Work required => Say how many lines in the material below include "ContactsCache". The answer is the number alone.

____ Records for this exercise

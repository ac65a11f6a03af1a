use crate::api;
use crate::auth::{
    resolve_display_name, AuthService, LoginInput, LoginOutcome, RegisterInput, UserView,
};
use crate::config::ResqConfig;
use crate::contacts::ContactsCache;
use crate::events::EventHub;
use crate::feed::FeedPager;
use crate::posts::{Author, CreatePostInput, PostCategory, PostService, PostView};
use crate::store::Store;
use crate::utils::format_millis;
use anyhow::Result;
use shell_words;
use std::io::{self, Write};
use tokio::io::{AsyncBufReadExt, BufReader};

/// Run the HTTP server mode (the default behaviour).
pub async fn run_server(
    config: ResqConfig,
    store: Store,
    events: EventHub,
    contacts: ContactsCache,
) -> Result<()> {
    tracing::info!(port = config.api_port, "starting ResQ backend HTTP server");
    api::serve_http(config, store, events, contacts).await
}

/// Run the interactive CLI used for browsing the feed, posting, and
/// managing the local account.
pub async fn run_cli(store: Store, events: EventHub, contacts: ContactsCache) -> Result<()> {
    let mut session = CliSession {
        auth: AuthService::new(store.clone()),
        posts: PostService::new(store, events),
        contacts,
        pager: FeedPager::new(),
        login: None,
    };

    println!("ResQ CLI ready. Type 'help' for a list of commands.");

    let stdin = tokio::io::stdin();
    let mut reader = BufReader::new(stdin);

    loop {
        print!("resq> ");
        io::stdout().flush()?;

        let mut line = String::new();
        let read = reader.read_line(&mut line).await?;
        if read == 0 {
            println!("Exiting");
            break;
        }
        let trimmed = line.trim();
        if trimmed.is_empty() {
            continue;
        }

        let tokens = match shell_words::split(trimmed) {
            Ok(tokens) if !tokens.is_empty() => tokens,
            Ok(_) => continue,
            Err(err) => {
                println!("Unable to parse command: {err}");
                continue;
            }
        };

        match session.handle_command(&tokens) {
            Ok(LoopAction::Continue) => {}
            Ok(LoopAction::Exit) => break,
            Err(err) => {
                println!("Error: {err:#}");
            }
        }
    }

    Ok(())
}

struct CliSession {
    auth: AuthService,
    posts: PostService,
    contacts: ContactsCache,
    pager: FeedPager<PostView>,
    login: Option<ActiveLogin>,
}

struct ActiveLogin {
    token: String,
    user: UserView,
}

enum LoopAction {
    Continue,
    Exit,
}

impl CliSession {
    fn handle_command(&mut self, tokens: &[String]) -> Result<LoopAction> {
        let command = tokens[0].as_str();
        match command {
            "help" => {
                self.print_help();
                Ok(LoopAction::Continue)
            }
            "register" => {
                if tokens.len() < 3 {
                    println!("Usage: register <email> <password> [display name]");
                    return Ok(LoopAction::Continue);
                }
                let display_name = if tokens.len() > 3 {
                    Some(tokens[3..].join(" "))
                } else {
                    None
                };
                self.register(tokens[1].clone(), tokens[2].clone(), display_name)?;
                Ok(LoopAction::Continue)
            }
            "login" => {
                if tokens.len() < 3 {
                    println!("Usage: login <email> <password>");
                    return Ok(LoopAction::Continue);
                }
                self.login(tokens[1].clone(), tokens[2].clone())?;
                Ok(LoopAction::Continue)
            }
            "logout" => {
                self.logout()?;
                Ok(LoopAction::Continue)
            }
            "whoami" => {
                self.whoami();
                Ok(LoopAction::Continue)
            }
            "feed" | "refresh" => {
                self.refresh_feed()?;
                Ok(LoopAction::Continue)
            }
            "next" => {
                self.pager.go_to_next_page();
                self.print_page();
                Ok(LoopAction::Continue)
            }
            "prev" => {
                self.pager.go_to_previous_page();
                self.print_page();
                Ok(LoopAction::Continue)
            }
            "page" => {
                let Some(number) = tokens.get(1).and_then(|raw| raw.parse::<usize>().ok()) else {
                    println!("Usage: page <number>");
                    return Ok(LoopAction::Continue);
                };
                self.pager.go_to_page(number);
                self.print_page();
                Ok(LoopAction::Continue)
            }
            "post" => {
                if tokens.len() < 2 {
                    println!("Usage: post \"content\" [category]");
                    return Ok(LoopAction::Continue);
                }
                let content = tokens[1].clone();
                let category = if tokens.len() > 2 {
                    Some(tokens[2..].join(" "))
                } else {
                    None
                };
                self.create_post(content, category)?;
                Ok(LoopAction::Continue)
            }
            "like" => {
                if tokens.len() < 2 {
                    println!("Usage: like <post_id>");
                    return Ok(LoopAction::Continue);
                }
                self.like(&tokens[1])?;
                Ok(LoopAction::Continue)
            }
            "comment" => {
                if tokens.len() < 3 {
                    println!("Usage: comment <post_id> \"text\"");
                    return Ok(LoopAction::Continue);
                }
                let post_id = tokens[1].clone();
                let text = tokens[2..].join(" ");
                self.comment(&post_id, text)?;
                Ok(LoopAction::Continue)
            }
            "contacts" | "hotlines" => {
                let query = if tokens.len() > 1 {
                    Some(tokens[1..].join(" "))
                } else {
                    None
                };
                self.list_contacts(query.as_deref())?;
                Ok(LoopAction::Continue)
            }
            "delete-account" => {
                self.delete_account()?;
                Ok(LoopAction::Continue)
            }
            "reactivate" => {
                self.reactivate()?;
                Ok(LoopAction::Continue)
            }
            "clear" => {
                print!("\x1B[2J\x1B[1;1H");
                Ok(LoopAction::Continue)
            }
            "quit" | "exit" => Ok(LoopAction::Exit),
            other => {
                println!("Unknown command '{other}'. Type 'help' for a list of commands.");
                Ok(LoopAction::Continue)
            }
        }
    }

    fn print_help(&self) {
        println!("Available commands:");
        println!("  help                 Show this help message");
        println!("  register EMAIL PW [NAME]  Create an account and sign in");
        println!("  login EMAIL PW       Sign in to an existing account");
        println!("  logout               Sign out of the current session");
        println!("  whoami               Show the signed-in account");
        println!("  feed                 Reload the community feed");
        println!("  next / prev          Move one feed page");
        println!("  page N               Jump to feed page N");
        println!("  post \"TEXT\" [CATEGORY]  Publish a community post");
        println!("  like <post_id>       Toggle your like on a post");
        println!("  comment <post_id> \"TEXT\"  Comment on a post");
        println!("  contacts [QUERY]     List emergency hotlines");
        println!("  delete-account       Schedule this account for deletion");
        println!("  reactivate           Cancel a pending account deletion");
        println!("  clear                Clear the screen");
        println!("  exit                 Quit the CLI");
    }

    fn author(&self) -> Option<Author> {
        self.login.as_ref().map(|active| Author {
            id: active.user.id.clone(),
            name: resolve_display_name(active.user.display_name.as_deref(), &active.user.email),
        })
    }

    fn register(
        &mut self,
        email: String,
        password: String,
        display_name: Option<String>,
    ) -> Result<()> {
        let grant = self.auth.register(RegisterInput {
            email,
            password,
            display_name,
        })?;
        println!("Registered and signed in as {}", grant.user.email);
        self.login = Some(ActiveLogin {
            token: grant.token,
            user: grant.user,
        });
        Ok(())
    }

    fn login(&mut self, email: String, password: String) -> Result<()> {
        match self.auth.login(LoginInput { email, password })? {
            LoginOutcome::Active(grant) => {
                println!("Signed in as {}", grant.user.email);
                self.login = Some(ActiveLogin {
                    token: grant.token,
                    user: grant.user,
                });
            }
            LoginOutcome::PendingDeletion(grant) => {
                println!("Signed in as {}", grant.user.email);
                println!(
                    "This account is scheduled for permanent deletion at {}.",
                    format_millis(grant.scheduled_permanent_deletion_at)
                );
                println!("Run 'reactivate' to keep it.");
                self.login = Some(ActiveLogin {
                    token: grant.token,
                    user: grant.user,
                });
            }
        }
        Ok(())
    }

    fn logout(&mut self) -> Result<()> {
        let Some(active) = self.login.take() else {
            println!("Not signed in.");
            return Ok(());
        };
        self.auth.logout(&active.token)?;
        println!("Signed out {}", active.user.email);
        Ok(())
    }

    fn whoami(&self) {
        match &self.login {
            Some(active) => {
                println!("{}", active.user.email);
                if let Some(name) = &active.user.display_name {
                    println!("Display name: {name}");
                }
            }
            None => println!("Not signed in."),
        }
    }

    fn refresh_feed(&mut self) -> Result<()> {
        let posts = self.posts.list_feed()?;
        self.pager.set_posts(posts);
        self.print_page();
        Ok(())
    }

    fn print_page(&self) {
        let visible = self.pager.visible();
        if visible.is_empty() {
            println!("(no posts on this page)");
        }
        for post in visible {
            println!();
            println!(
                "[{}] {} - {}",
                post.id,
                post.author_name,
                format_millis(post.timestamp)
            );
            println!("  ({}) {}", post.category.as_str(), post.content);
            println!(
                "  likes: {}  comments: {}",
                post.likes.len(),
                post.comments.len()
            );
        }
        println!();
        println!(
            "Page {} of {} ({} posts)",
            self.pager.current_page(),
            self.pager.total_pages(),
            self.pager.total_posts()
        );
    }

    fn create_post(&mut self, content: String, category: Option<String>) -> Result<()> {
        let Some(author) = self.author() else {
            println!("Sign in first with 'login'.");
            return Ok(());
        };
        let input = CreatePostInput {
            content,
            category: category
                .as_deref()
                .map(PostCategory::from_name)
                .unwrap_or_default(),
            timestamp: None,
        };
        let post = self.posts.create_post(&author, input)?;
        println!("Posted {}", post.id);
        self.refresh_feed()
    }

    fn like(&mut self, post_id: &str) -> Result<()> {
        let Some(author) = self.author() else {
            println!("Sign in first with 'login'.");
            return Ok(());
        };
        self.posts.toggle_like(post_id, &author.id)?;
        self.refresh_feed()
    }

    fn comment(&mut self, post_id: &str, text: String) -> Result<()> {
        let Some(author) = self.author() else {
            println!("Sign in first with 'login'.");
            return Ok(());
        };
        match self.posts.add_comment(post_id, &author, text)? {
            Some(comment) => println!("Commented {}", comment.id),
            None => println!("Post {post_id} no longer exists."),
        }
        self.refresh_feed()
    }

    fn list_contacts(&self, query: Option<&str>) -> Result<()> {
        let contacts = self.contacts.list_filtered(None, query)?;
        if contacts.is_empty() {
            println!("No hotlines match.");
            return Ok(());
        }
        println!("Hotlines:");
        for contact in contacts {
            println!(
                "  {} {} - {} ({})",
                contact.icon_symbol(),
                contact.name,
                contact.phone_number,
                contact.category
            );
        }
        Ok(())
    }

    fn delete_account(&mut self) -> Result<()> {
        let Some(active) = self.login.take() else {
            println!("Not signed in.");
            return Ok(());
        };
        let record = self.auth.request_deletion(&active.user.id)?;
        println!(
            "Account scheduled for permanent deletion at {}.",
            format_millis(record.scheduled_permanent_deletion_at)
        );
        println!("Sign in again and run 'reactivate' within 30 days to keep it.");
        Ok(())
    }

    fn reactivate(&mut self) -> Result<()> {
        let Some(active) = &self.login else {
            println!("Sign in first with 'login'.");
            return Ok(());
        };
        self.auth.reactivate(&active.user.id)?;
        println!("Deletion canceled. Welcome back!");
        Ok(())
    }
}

________

Reply => 4